● **What the task asks**: Lift every line from the entries that includes the word "DeleteByName".

● **Extracted information**:
***

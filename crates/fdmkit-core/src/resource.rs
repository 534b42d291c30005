//! Typed resources.
//!
//! A [`ConfigResource`] ties a serde model to its collection URL and the
//! operations the API exposes for it. [`ResourceClient`] runs those
//! operations through a [`Reconciler`], so typed callers get the same
//! idempotent behaviour as raw operations.

use std::marker::PhantomData;

use futures_util::stream::TryStreamExt;
use serde::de::DeserializeOwned;
use serde::Serialize;
use serde_json::Value;
use tracing::debug;

use crate::error::{ReconcileError, Result};
use crate::object::{ConfigObject, OBJECT_ID_PARAM, into_object};
use crate::operation::ResourceOperation;
use crate::paging::{ListParams, iterate_pages, page_fetcher};
use crate::reconciler::{DeleteOutcome, Reconciler, item_url};
use crate::transport::{ApiRequest, Params, Transport};

/// A configuration object type managed through the API.
pub trait ConfigResource: Serialize + DeserializeOwned + Send + Sync {
    /// Type name used in operation names, e.g. `NetworkObject`.
    const TYPE_NAME: &'static str;

    /// Collection URL relative to the API base, e.g. `/object/networks`.
    const COLLECTION_URL: &'static str;

    /// Operations the API supports for this type.
    const OPERATIONS: &'static [ResourceOperation] = &ResourceOperation::ALL;

    fn name(&self) -> Option<&str>;

    fn id(&self) -> Option<&str>;

    /// `<collection>/{objId}`.
    fn item_url() -> String {
        item_url(Self::COLLECTION_URL)
    }

    fn supports(operation: ResourceOperation) -> bool {
        Self::OPERATIONS.contains(&operation)
    }

    /// Serializes into the wire object.
    fn to_object(&self) -> Result<ConfigObject> {
        into_object(serde_json::to_value(self)?, Self::TYPE_NAME)
    }

    /// Deserializes a server response.
    fn from_value(value: Value) -> Result<Self> {
        Ok(serde_json::from_value(value)?)
    }
}

/// Runs the operations of one resource type.
#[derive(Debug)]
pub struct ResourceClient<R, T> {
    reconciler: Reconciler<T>,
    _resource: PhantomData<fn() -> R>,
}

impl<R, T> ResourceClient<R, T>
where
    R: ConfigResource,
    T: Transport,
{
    #[must_use]
    pub fn new(transport: T) -> Self {
        Self::with_reconciler(Reconciler::new(transport))
    }

    #[must_use]
    pub fn with_reconciler(reconciler: Reconciler<T>) -> Self {
        Self {
            reconciler,
            _resource: PhantomData,
        }
    }

    /// Whether any operation run through this client changed the configuration.
    #[must_use]
    pub fn config_changed(&self) -> bool {
        self.reconciler.config_changed()
    }

    /// Creates `resource` unless an equal object with its name exists.
    pub async fn add(&mut self, resource: &R) -> Result<R> {
        self.ensure_supported(ResourceOperation::Add)?;
        let response = self
            .reconciler
            .ensure_present(
                R::COLLECTION_URL,
                resource.to_object()?,
                &Params::new(),
                &Params::new(),
            )
            .await?;
        R::from_value(response)
    }

    /// Updates the object with `resource`'s id.
    ///
    /// # Errors
    ///
    /// Returns `ReconcileError::Validation` if `resource` carries no id.
    pub async fn edit(&mut self, resource: &R) -> Result<R> {
        self.ensure_supported(ResourceOperation::Edit)?;
        let id = resource.id().ok_or_else(|| {
            ReconcileError::validation(format!("{} to edit has no id", R::TYPE_NAME))
        })?;
        let response = self
            .reconciler
            .update(&R::item_url(), resource.to_object()?, &id_param(id))
            .await?;
        R::from_value(response)
    }

    pub async fn delete(&mut self, id: &str) -> Result<DeleteOutcome> {
        self.ensure_supported(ResourceOperation::Delete)?;
        self.reconciler.delete(&R::item_url(), &id_param(id)).await
    }

    pub async fn get(&self, id: &str) -> Result<R> {
        self.ensure_supported(ResourceOperation::Get)?;
        let request = ApiRequest::get(R::item_url()).with_path_params(id_param(id));
        R::from_value(self.reconciler.send_request(&request).await?)
    }

    /// Lists every object, following pagination.
    pub async fn list(&self, params: ListParams) -> Result<Vec<R>> {
        self.ensure_supported(ResourceOperation::GetList)?;
        let path_params = Params::new();
        let fetch = page_fetcher(self.reconciler.transport(), R::COLLECTION_URL, &path_params);
        iterate_pages(fetch, params)
            .and_then(|item| async move { R::from_value(Value::Object(item)) })
            .try_collect()
            .await
    }

    pub async fn get_by_name(&self, name: &str) -> Result<Option<R>> {
        self.ensure_supported(ResourceOperation::GetByName)?;
        self.reconciler
            .get_object_by_name(R::COLLECTION_URL, name, &Params::new())
            .await?
            .map(|obj| R::from_value(Value::Object(obj)))
            .transpose()
    }

    /// Creates `resource`, or updates the same-named object if it exists.
    pub async fn upsert(&mut self, resource: &R) -> Result<R> {
        self.ensure_supported(ResourceOperation::Upsert)?;
        let response = self
            .reconciler
            .ensure_present_or_update(R::COLLECTION_URL, resource.to_object()?, &Params::new())
            .await?;
        R::from_value(response)
    }

    pub async fn edit_by_name(&mut self, resource: &R) -> Result<R> {
        self.ensure_supported(ResourceOperation::EditByName)?;
        let response = self
            .reconciler
            .edit_by_name(R::COLLECTION_URL, resource.to_object()?, &Params::new())
            .await?;
        R::from_value(response)
    }

    pub async fn delete_by_name(&mut self, name: &str) -> Result<DeleteOutcome> {
        self.ensure_supported(ResourceOperation::DeleteByName)?;
        self.reconciler
            .delete_by_name(R::COLLECTION_URL, name, &Params::new())
            .await
    }

    /// Runs `operation` with untyped parameters.
    ///
    /// `params` may carry `data` (the object payload), `objId`, `name`, and
    /// the list parameters `offset`, `limit`, `filter` and `sort`. Payloads
    /// are passed through as JSON, so fields the model does not know about
    /// survive.
    pub async fn execute(
        &mut self,
        operation: ResourceOperation,
        params: &ConfigObject,
    ) -> Result<Value> {
        self.ensure_supported(operation)?;
        debug!(resource = R::TYPE_NAME, %operation, "executing resource operation");

        let url = R::COLLECTION_URL;
        let no_params = Params::new();
        match operation {
            ResourceOperation::Add => {
                self.reconciler
                    .ensure_present(url, data_param(params)?, &no_params, &no_params)
                    .await
            }
            ResourceOperation::Edit => {
                let id = string_param(params, OBJECT_ID_PARAM)?;
                self.reconciler
                    .update(&R::item_url(), data_param(params)?, &id_param(id))
                    .await
            }
            ResourceOperation::Delete => {
                let id = string_param(params, OBJECT_ID_PARAM)?;
                Ok(self.delete(id).await?.into_response())
            }
            ResourceOperation::Get => {
                let id = string_param(params, OBJECT_ID_PARAM)?;
                let request = ApiRequest::get(R::item_url()).with_path_params(id_param(id));
                self.reconciler.send_request(&request).await
            }
            ResourceOperation::GetList => {
                let list_params = ListParams::from_object(params)?;
                let fetch = page_fetcher(self.reconciler.transport(), url, &no_params);
                let items: Vec<Value> = iterate_pages(fetch, list_params)
                    .map_ok(Value::Object)
                    .try_collect()
                    .await?;
                Ok(Value::Array(items))
            }
            ResourceOperation::GetByName => {
                let name = string_param(params, "name")?;
                Ok(self
                    .reconciler
                    .get_object_by_name(url, name, &no_params)
                    .await?
                    .map_or(Value::Null, Value::Object))
            }
            ResourceOperation::Upsert => {
                self.reconciler
                    .ensure_present_or_update(url, data_param(params)?, &no_params)
                    .await
            }
            ResourceOperation::EditByName => {
                self.reconciler
                    .edit_by_name(url, data_param(params)?, &no_params)
                    .await
            }
            ResourceOperation::DeleteByName => {
                let name = string_param(params, "name")?;
                Ok(self.delete_by_name(name).await?.into_response())
            }
        }
    }

    fn ensure_supported(&self, operation: ResourceOperation) -> Result<()> {
        if R::supports(operation) {
            Ok(())
        } else {
            Err(ReconcileError::unsupported(
                operation.operation_name(R::TYPE_NAME),
            ))
        }
    }
}

fn id_param(id: &str) -> Params {
    Params::from([(OBJECT_ID_PARAM.to_string(), id.to_string())])
}

fn data_param(params: &ConfigObject) -> Result<ConfigObject> {
    match params.get("data") {
        Some(Value::Object(data)) => Ok(data.clone()),
        Some(_) => Err(ReconcileError::type_mismatch("data must be a JSON object")),
        None => Err(ReconcileError::validation("missing required parameter: data")),
    }
}

fn string_param<'a>(params: &'a ConfigObject, key: &str) -> Result<&'a str> {
    params
        .get(key)
        .and_then(Value::as_str)
        .filter(|value| !value.is_empty())
        .ok_or_else(|| ReconcileError::validation(format!("missing required parameter: {key}")))
}

#[cfg(test)]
mod tests {
    use super::*;
    use serde_json::json;

    #[test]
    fn test_data_param() {
        let params = json!({"data": {"name": "a"}});
        let data = data_param(params.as_object().unwrap()).unwrap();
        assert_eq!(data.get("name"), Some(&json!("a")));

        let params = json!({"data": [1]});
        assert!(matches!(
            data_param(params.as_object().unwrap()),
            Err(ReconcileError::TypeMismatch(_))
        ));
        assert!(matches!(
            data_param(&ConfigObject::new()),
            Err(ReconcileError::Validation(_))
        ));
    }

    #[test]
    fn test_string_param() {
        let params = json!({"objId": "abc", "name": ""});
        let params = params.as_object().unwrap();
        assert_eq!(string_param(params, "objId").unwrap(), "abc");
        assert!(string_param(params, "name").is_err());
        assert!(string_param(params, "missing").is_err());
    }
}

***

● **Reply to the exercise**:
        self.ensure_supported(ResourceOperation::DeleteByName)?;
            ResourceOperation::DeleteByName => {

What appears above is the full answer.